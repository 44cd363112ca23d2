//! Time source for the protection layer.
//!
//! All windows, blocks and audit timestamps are expressed in Unix epoch
//! milliseconds. The gateway takes its clock by injection so tests can
//! drive window expiry without sleeping.

use std::sync::atomic::{AtomicU64, Ordering};
use std::time::{SystemTime, UNIX_EPOCH};

/// A source of wall-clock time in epoch milliseconds.
pub trait Clock: Send + Sync + std::fmt::Debug {
    /// Current time in milliseconds since the Unix epoch.
    fn now_ms(&self) -> u64;
}

/// Production clock backed by `SystemTime`.
#[derive(Debug, Clone, Copy, Default)]
pub struct SystemClock;

impl Clock for SystemClock {
    fn now_ms(&self) -> u64 {
        SystemTime::now()
            .duration_since(UNIX_EPOCH)
            .unwrap_or_default()
            .as_millis() as u64
    }
}

/// Manually advanced clock for deterministic tests.
#[derive(Debug, Default)]
pub struct ManualClock {
    now: AtomicU64,
}

impl ManualClock {
    pub fn new(start_ms: u64) -> Self {
        Self {
            now: AtomicU64::new(start_ms),
        }
    }

    /// Move the clock forward by `ms` milliseconds.
    pub fn advance(&self, ms: u64) {
        self.now.fetch_add(ms, Ordering::SeqCst);
    }

    pub fn set(&self, ms: u64) {
        self.now.store(ms, Ordering::SeqCst);
    }
}

impl Clock for ManualClock {
    fn now_ms(&self) -> u64 {
        self.now.load(Ordering::SeqCst)
    }
}
use clap::{Parser, Subcommand};
use reqwest::header::{HeaderMap, HeaderValue, AUTHORIZATION};
use reqwest::Method;
use serde_json::Value;

#[derive(Parser)]
#[command(name = "shield-cli")]
#[command(about = "Management CLI for the route-shield admin API", long_about = None)]
struct Cli {
    #[arg(short, long, default_value = "http://localhost:8080")]
    url: String,

    #[arg(short, long, env = "SHIELD_ADMIN_KEY")]
    key: String,

    #[command(subcommand)]
    command: Commands,
}

#[derive(Subcommand)]
enum Commands {
    /// Show per-policy limiter state
    Status,
    /// Dump the security audit logs
    AuditLogs,
    /// List currently blocked clients
    Blocked,
    /// Lift all blocks on a client IP
    Unblock { ip: String },
}

#[tokio::main]
async fn main() -> Result<(), Box<dyn std::error::Error>> {
    let cli = Cli::parse();
    let client = reqwest::Client::builder()
        .user_agent(concat!("shield-cli/", env!("CARGO_PKG_VERSION")))
        .build()?;

    let mut headers = HeaderMap::new();
    headers.insert(
        AUTHORIZATION,
        HeaderValue::from_str(&format!("Bearer {}", cli.key))?,
    );

    let (method, path) = match &cli.command {
        Commands::Status => (Method::GET, "/admin/status".to_string()),
        Commands::AuditLogs => (Method::GET, "/admin/audit-logs".to_string()),
        Commands::Blocked => (Method::GET, "/admin/blocked".to_string()),
        Commands::Unblock { ip } => (Method::DELETE, format!("/admin/blocked/{ip}")),
    };

    let res = client
        .request(method, format!("{}{}", cli.url.trim_end_matches('/'), path))
        .headers(headers)
        .send()
        .await?;
    print_response(res).await
}

async fn print_response(res: reqwest::Response) -> Result<(), Box<dyn std::error::Error>> {
    let status = res.status();
    let text = res.text().await?;

    if !status.is_success() {
        eprintln!("Error: Admin API returned status {}", status);
        if !text.is_empty() {
            eprintln!("Response: {}", text);
        }
        return Ok(());
    }

    let json: Value = serde_json::from_str(&text)?;
    println!("{}", serde_json::to_string_pretty(&json)?);
    Ok(())
}
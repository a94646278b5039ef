use std::sync::mpsc::Sender;
use std::time::Duration;

use crate::backend::{BreakKind, BreakRecord, Notification, Notifier};
use crate::clock::Clock;
use crate::notify::Toasts;
use crate::recorder::SessionRecorder;
use crate::runtime::MonitorEvent;
use crate::scheduler::{TimerKind, TimerSlot, TimerTag};
use crate::scoring::Jitter;
use crate::session::{FatigueSession, SessionEvent, SessionState, SessionSummary};
use crate::time_series::{ScoreHistory, ScorePoint};

/// One hour of once-per-second samples
const HISTORY_LEN: usize = 3_600;
const BREAK_TOAST: Duration = Duration::from_secs(5);
/// Session ticks and break countdown steps are one second each
pub const TICK_INTERVAL: Duration = Duration::from_secs(1);

/// Drives a [`FatigueSession`] with real timers and reports what happens.
///
/// At most one timer is armed at a time: the monitoring tick or the break
/// countdown. Both deliver [`MonitorEvent::Timer`] through the app's event
/// queue, and ticks from a timer that has since been replaced are dropped.
pub struct Monitor<C: Clock, J: Jitter> {
    session: FatigueSession<C, J>,
    recorder: SessionRecorder,
    toasts: Toasts,
    timers: TimerSlot,
    events: Sender<MonitorEvent>,
    history: ScoreHistory,
}

impl<C: Clock, J: Jitter> Monitor<C, J> {
    pub fn new(
        session: FatigueSession<C, J>,
        recorder: SessionRecorder,
        events: Sender<MonitorEvent>,
        tick_interval: Duration,
    ) -> Self {
        Self {
            session,
            recorder,
            toasts: Toasts::new(),
            timers: TimerSlot::new(tick_interval),
            events,
            history: ScoreHistory::new(HISTORY_LEN),
        }
    }

    pub fn start(&mut self) -> bool {
        if !self.session.start() {
            return false;
        }
        self.recorder.begin(&mut self.toasts);
        self.arm(TimerKind::Monitor);
        self.toasts.notify(Notification::new(
            "Monitoring Started",
            "Your typing patterns are being analyzed.",
        ));
        true
    }

    /// Start when idle, stop otherwise
    pub fn toggle(&mut self) {
        match self.session.state() {
            SessionState::Idle => {
                self.start();
            }
            SessionState::Monitoring | SessionState::OnBreak => {
                self.stop();
            }
        }
    }

    pub fn keystroke(&mut self) -> bool {
        self.session.record_keystroke()
    }

    /// Break requested by the user rather than by the score
    pub fn take_break(&mut self) -> bool {
        if self.session.trigger_break().is_none() {
            return false;
        }
        self.begin_break(BreakKind::Manual, "requested by user".to_string());
        true
    }

    pub fn on_timer(&mut self, tag: TimerTag) {
        if !self.timers.is_current(tag) {
            log::trace!("dropping stale {:?} tick", tag.kind);
            return;
        }
        match tag.kind {
            TimerKind::Monitor => {
                let events = self.session.tick();
                self.history.push(ScorePoint::new(
                    self.session.elapsed_secs() as f64,
                    self.session.fatigue_score() as f64,
                ));
                for event in events {
                    self.handle(event);
                }
            }
            TimerKind::Break => {
                if let Some(event) = self.session.countdown() {
                    self.handle(event);
                }
            }
        }
    }

    pub fn stop(&mut self) -> Option<SessionSummary> {
        self.timers.disarm();
        let summary = self.session.stop()?;
        self.recorder.finish(summary, &mut self.toasts);
        self.toasts.notify(Notification::new(
            "Monitoring Paused",
            format!(
                "Final fatigue score {} after {} keystrokes.",
                summary.final_score, summary.total_keystrokes
            ),
        ));
        Some(summary)
    }

    pub fn reset(&mut self) {
        self.stop();
        self.session.reset();
        self.history.clear();
    }

    fn handle(&mut self, event: SessionEvent) {
        match event {
            SessionEvent::ReadingDue(reading) => self.recorder.reading(&reading, &mut self.toasts),
            SessionEvent::BreakStarted { score } => {
                self.begin_break(BreakKind::Automatic, format!("fatigue score {score}"))
            }
            SessionEvent::BreakCompleted => {
                self.arm(TimerKind::Monitor);
                self.toasts.notify(Notification::new(
                    "Break Complete",
                    "You can resume your work now.",
                ));
            }
        }
    }

    fn begin_break(&mut self, kind: BreakKind, reason: String) {
        self.arm(TimerKind::Break);
        let secs = self.session.policy().break_len();
        log::info!("{kind} break for {secs}s: {reason}");
        self.recorder.break_taken(
            &BreakRecord {
                kind,
                reason,
                duration_secs: secs,
            },
            &mut self.toasts,
        );
        self.toasts.notify(
            Notification::new(
                "Break Time!",
                format!("Your fatigue score is high. Please take a {secs}-second break."),
            )
            .lasting(BREAK_TOAST),
        );
    }

    fn arm(&mut self, kind: TimerKind) {
        let tx = self.events.clone();
        self.timers
            .arm(kind, move |tag| tx.send(MonitorEvent::Timer(tag)).is_ok());
    }

    pub fn session(&self) -> &FatigueSession<C, J> {
        &self.session
    }

    pub fn toasts(&self) -> &Toasts {
        &self.toasts
    }

    pub fn toasts_mut(&mut self) -> &mut Toasts {
        &mut self.toasts
    }

    pub fn history(&self) -> &[ScorePoint] {
        self.history.recent()
    }

    pub fn active_timer(&self) -> Option<TimerTag> {
        self.timers.active()
    }

    pub fn recorder(&self) -> &SessionRecorder {
        &self.recorder
    }
}
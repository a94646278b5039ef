//! Boundaries to the collaborators a session talks to: who is typing, which
//! employee that is, where sessions are stored and how the user is told.

use chrono::{DateTime, Local};
use std::fmt;
use std::time::Duration;

use crate::session::{Reading, SessionSummary};

#[derive(Debug, Clone, PartialEq, Eq, Hash)]
pub struct UserId(pub String);

#[derive(Debug, Clone, PartialEq, Eq, Hash)]
pub struct EmployeeId(pub String);

#[derive(Debug, Clone, PartialEq, Eq, Hash)]
pub struct SessionId(pub String);

macro_rules! display_inner {
    ($($ty:ty),*) => {
        $(impl fmt::Display for $ty {
            fn fmt(&self, f: &mut fmt::Formatter<'_>) -> fmt::Result {
                f.write_str(&self.0)
            }
        })*
    };
}

display_inner!(UserId, EmployeeId, SessionId);

#[derive(Debug, thiserror::Error)]
pub enum StoreError {
    #[error("database error: {0}")]
    Database(#[from] rusqlite::Error),
    #[error("could not prepare storage at {path}: {source}")]
    Io {
        path: String,
        #[source]
        source: std::io::Error,
    },
    #[error("unknown session {0}")]
    UnknownSession(SessionId),
}

pub type StoreResult<T> = Result<T, StoreError>;

#[derive(Debug, Clone, Copy, PartialEq, Eq, strum_macros::Display)]
#[strum(serialize_all = "lowercase")]
pub enum BreakKind {
    Automatic,
    Manual,
}

#[derive(Debug, Clone, PartialEq, Eq)]
pub struct BreakRecord {
    pub kind: BreakKind,
    pub reason: String,
    pub duration_secs: u32,
}

#[derive(Debug, Clone, PartialEq, Eq)]
pub struct SessionClose {
    pub end_time: DateTime<Local>,
    pub summary: SessionSummary,
}

impl SessionClose {
    pub fn productivity_score(&self) -> u8 {
        self.summary.productivity_score()
    }
}

pub trait IdentityProvider {
    fn current_user(&self) -> Option<UserId>;
}

pub trait EmployeeDirectory {
    fn find_employee_by_user(&self, user: &UserId) -> StoreResult<Option<EmployeeId>>;
}

pub trait SessionStore {
    fn create_session(
        &mut self,
        employee: &EmployeeId,
        start_time: DateTime<Local>,
    ) -> StoreResult<SessionId>;

    fn append_reading(&mut self, session: &SessionId, reading: &Reading) -> StoreResult<()>;

    fn record_break(&mut self, session: &SessionId, record: &BreakRecord) -> StoreResult<()>;

    fn close_session(&mut self, session: &SessionId, close: &SessionClose) -> StoreResult<()>;
}

/// Directory and store behind one handle
pub trait Backend: EmployeeDirectory + SessionStore {}

impl<T: EmployeeDirectory + SessionStore> Backend for T {}

/// Identity resolved once from flags, config or the environment
#[derive(Debug, Clone, Default)]
pub struct StaticIdentity {
    user: Option<UserId>,
}

impl StaticIdentity {
    pub fn new(user: Option<String>) -> Self {
        Self {
            user: user
                .map(|u| u.trim().to_string())
                .filter(|u| !u.is_empty())
                .map(UserId),
        }
    }

    /// Falls back to `$USER` then `$USERNAME`
    pub fn from_env_or(user: Option<String>) -> Self {
        let user = user
            .or_else(|| std::env::var("USER").ok())
            .or_else(|| std::env::var("USERNAME").ok());
        Self::new(user)
    }
}

impl IdentityProvider for StaticIdentity {
    fn current_user(&self) -> Option<UserId> {
        self.user.clone()
    }
}

#[derive(Debug, Clone, PartialEq, Eq)]
pub struct Notification {
    pub title: String,
    pub message: String,
    pub duration: Option<Duration>,
}

impl Notification {
    pub fn new(title: impl Into<String>, message: impl Into<String>) -> Self {
        Self {
            title: title.into(),
            message: message.into(),
            duration: None,
        }
    }

    pub fn lasting(mut self, duration: Duration) -> Self {
        self.duration = Some(duration);
        self
    }
}

/// Where user-facing messages go
pub trait Notifier {
    fn notify(&mut self, notification: Notification);
}

#[cfg(test)]
mod tests {
    use super::*;

    #[test]
    fn blank_users_resolve_to_none() {
        assert_eq!(StaticIdentity::new(Some("  ".into())).current_user(), None);
        assert_eq!(StaticIdentity::new(None).current_user(), None);
        assert_eq!(
            StaticIdentity::new(Some(" ana ".into())).current_user(),
            Some(UserId("ana".into()))
        );
    }

    #[test]
    fn explicit_user_beats_environment() {
        let identity = StaticIdentity::from_env_or(Some("kim".into()));
        assert_eq!(identity.current_user(), Some(UserId("kim".into())));
    }

    #[test]
    fn break_kind_labels() {
        assert_eq!(BreakKind::Automatic.to_string(), "automatic");
        assert_eq!(BreakKind::Manual.to_string(), "manual");
    }

    #[test]
    fn store_error_messages() {
        let err = StoreError::UnknownSession(SessionId("abc".into()));
        assert_eq!(err.to_string(), "unknown session abc");
    }
}
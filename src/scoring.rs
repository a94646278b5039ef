//! Fatigue heuristic.
//!
//! The score is a weighted sum of four independently capped proxies (time on
//! task, idle time, rhythm irregularity, speed decay) plus a bounded jitter so
//! the displayed value never looks frozen. It is a pressure indicator for the
//! break policy, not a measurement.

use rand::rngs::StdRng;
use rand::{Rng, SeedableRng};

use crate::keystrokes::KeystrokeLog;
use crate::util::{mean, std_dev};

pub const SESSION_CAP: f64 = 30.0;
pub const INACTIVITY_CAP: f64 = 25.0;
pub const INCONSISTENCY_CAP: f64 = 20.0;
pub const SPEED_CAP: f64 = 15.0;
pub const JITTER_MAX: f64 = 10.0;

const SESSION_WEIGHT: f64 = 1.5;
const INACTIVITY_WEIGHT: f64 = 8.0;
const IDLE_UNIT_SECS: f64 = 30.0;
const MAX_IDLE_UNITS: f64 = 5.0;
const BASELINE_WPM: f64 = 80.0;
const MIN_SAMPLES_FOR_MEAN: usize = 2;
const MIN_SAMPLES_FOR_INCONSISTENCY: usize = 6;

/// Source of the bounded random term
pub trait Jitter {
    /// A value in `[0, upper)`
    fn sample(&mut self, upper: f64) -> f64;
}

impl<J: Jitter + ?Sized> Jitter for Box<J> {
    fn sample(&mut self, upper: f64) -> f64 {
        (**self).sample(upper)
    }
}

#[derive(Debug, Clone)]
pub struct RandomJitter {
    rng: StdRng,
}

impl RandomJitter {
    pub fn new() -> Self {
        Self {
            rng: StdRng::from_entropy(),
        }
    }

    pub fn seeded(seed: u64) -> Self {
        Self {
            rng: StdRng::seed_from_u64(seed),
        }
    }
}

impl Default for RandomJitter {
    fn default() -> Self {
        Self::new()
    }
}

impl Jitter for RandomJitter {
    fn sample(&mut self, upper: f64) -> f64 {
        if upper <= 0.0 {
            return 0.0;
        }
        self.rng.gen_range(0.0..upper)
    }
}

#[derive(Debug, Clone, Copy, Default)]
pub struct NoJitter;

impl Jitter for NoJitter {
    fn sample(&mut self, _upper: f64) -> f64 {
        0.0
    }
}

/// Always returns the same value, clamped into range
#[derive(Debug, Clone, Copy)]
pub struct FixedJitter(pub f64);

impl Jitter for FixedJitter {
    fn sample(&mut self, upper: f64) -> f64 {
        self.0.clamp(0.0, upper.max(0.0))
    }
}

/// Everything the heuristic looks at for one evaluation
#[derive(Debug, Clone, Copy)]
pub struct ScoreInputs<'a> {
    pub elapsed_secs: u64,
    pub now_ms: u64,
    pub last_activity_ms: u64,
    pub wpm: u32,
    pub keystrokes: &'a KeystrokeLog,
}

/// Per-factor contributions of a computed score, already capped
#[derive(Debug, Clone, Copy, Default, PartialEq)]
pub struct ScoreBreakdown {
    pub session: f64,
    pub inactivity: f64,
    pub inconsistency: f64,
    pub speed: f64,
    pub jitter: f64,
    pub mean_gap_ms: f64,
    pub idle_secs: f64,
}

impl ScoreBreakdown {
    pub fn total(&self) -> f64 {
        self.session + self.inactivity + self.inconsistency + self.speed + self.jitter
    }

    pub fn score(&self) -> u8 {
        self.total().round().clamp(0.0, 100.0) as u8
    }
}

pub fn session_contribution(elapsed_secs: u64) -> f64 {
    let minutes = elapsed_secs as f64 / 60.0;
    (minutes * SESSION_WEIGHT).min(SESSION_CAP)
}

pub fn inactivity_factor(idle_secs: f64) -> f64 {
    (idle_secs / IDLE_UNIT_SECS).clamp(0.0, MAX_IDLE_UNITS)
}

pub fn inactivity_contribution(idle_secs: f64) -> f64 {
    (inactivity_factor(idle_secs) * INACTIVITY_WEIGHT).min(INACTIVITY_CAP)
}

pub fn speed_contribution(wpm: u32) -> f64 {
    ((BASELINE_WPM - wpm as f64).max(0.0) / 2.0).min(SPEED_CAP)
}

/// Mean gap and capped irregularity for a keystroke log
pub fn rhythm(keystrokes: &KeystrokeLog) -> (f64, f64) {
    let samples = keystrokes.len();
    if samples < MIN_SAMPLES_FOR_MEAN {
        return (0.0, 0.0);
    }
    let gaps = keystrokes.gaps();
    let mean_gap = mean(&gaps).unwrap_or(0.0);
    let inconsistency = if samples < MIN_SAMPLES_FOR_INCONSISTENCY {
        0.0
    } else {
        std_dev(&gaps).unwrap_or(0.0) / 100.0
    };
    (mean_gap, inconsistency.min(INCONSISTENCY_CAP))
}

pub fn evaluate<J: Jitter + ?Sized>(inputs: &ScoreInputs<'_>, jitter: &mut J) -> ScoreBreakdown {
    let idle_secs = inputs.now_ms.saturating_sub(inputs.last_activity_ms) as f64 / 1000.0;
    let (mean_gap_ms, inconsistency) = rhythm(inputs.keystrokes);

    ScoreBreakdown {
        session: session_contribution(inputs.elapsed_secs),
        inactivity: inactivity_contribution(idle_secs),
        inconsistency,
        speed: speed_contribution(inputs.wpm),
        jitter: jitter.sample(JITTER_MAX).clamp(0.0, JITTER_MAX),
        mean_gap_ms,
        idle_secs,
    }
}
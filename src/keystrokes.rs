use itertools::Itertools;
use std::collections::VecDeque;

/// Keystrokes older than this are dropped on every insert
pub const RETENTION_MS: u64 = 5 * 60 * 1000;
/// Trailing window used for the typing-rate proxy
pub const WPM_WINDOW_MS: u64 = 60 * 1000;

/// Chronological log of keystroke timestamps bounded to a retention window.
///
/// Timestamps come from a monotonic clock so the deque stays sorted and pruning
/// only ever pops from the front.
#[derive(Debug, Clone)]
pub struct KeystrokeLog {
    stamps: VecDeque<u64>,
    retention_ms: u64,
}

impl KeystrokeLog {
    pub fn new() -> Self {
        Self::with_retention(RETENTION_MS)
    }

    pub fn with_retention(retention_ms: u64) -> Self {
        Self {
            stamps: VecDeque::new(),
            retention_ms,
        }
    }

    /// Append a keystroke and drop everything that fell out of the retention window
    pub fn push(&mut self, now_ms: u64) {
        self.stamps.push_back(now_ms);
        self.prune(now_ms);
    }

    pub fn prune(&mut self, now_ms: u64) {
        while let Some(&oldest) = self.stamps.front() {
            if now_ms.saturating_sub(oldest) < self.retention_ms {
                break;
            }
            self.stamps.pop_front();
        }
    }

    /// Number of keystrokes strictly younger than `window_ms` at `now_ms`
    pub fn count_within(&self, now_ms: u64, window_ms: u64) -> usize {
        self.stamps
            .iter()
            .rev()
            .take_while(|&&t| now_ms.saturating_sub(t) < window_ms)
            .count()
    }

    /// Inter-arrival gaps in milliseconds between consecutive keystrokes
    pub fn gaps(&self) -> Vec<f64> {
        self.stamps
            .iter()
            .tuple_windows()
            .map(|(a, b)| b.saturating_sub(*a) as f64)
            .collect()
    }

    pub fn oldest(&self) -> Option<u64> {
        self.stamps.front().copied()
    }

    pub fn newest(&self) -> Option<u64> {
        self.stamps.back().copied()
    }

    pub fn len(&self) -> usize {
        self.stamps.len()
    }

    pub fn is_empty(&self) -> bool {
        self.stamps.is_empty()
    }

    pub fn clear(&mut self) {
        self.stamps.clear();
    }

    pub fn iter(&self) -> impl Iterator<Item = &u64> {
        self.stamps.iter()
    }
}

impl Default for KeystrokeLog {
    fn default() -> Self {
        Self::new()
    }
}

#[cfg(test)]
mod tests {
    use super::*;

    #[test]
    fn push_prunes_entries_outside_retention() {
        let mut log = KeystrokeLog::new();
        log.push(0);
        log.push(1_000);
        log.push(200_000);
        assert_eq!(log.len(), 3);

        // 300_000 is exactly five minutes after the first keystroke
        log.push(300_000);
        assert_eq!(log.oldest(), Some(1_000));

        log.push(301_000);
        assert_eq!(log.oldest(), Some(200_000));
        assert!(log.iter().all(|&t| 301_000 - t < RETENTION_MS));
    }

    #[test]
    fn count_within_straddles_window_boundary() {
        let mut log = KeystrokeLog::new();
        for t in [10_000, 39_999, 40_000, 40_001, 99_000] {
            log.push(t);
        }
        // at 100_000 the window covers (40_000, 100_000]
        assert_eq!(log.count_within(100_000, WPM_WINDOW_MS), 2);
        assert_eq!(log.count_within(99_999, WPM_WINDOW_MS), 3);
        assert_eq!(log.count_within(160_000, WPM_WINDOW_MS), 0);
    }

    #[test]
    fn gaps_are_consecutive_differences() {
        let mut log = KeystrokeLog::new();
        assert!(log.gaps().is_empty());
        log.push(100);
        assert!(log.gaps().is_empty());
        log.push(250);
        log.push(300);
        assert_eq!(log.gaps(), vec![150.0, 50.0]);
    }

    #[test]
    fn clear_empties_log() {
        let mut log = KeystrokeLog::with_retention(10);
        log.push(1);
        log.push(2);
        log.clear();
        assert!(log.is_empty());
        assert_eq!(log.newest(), None);
    }
}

◆ ◆ ◆

What you have to do: Pull out every line of the records above that contains the word "TimerKind".

Solution for this task:
use crate::scheduler::{TimerKind, TimerSlot, TimerTag};
        self.arm(TimerKind::Monitor);
            TimerKind::Monitor => {
            TimerKind::Break => {
                self.arm(TimerKind::Monitor);
        self.arm(TimerKind::Break);
    fn arm(&mut self, kind: TimerKind) {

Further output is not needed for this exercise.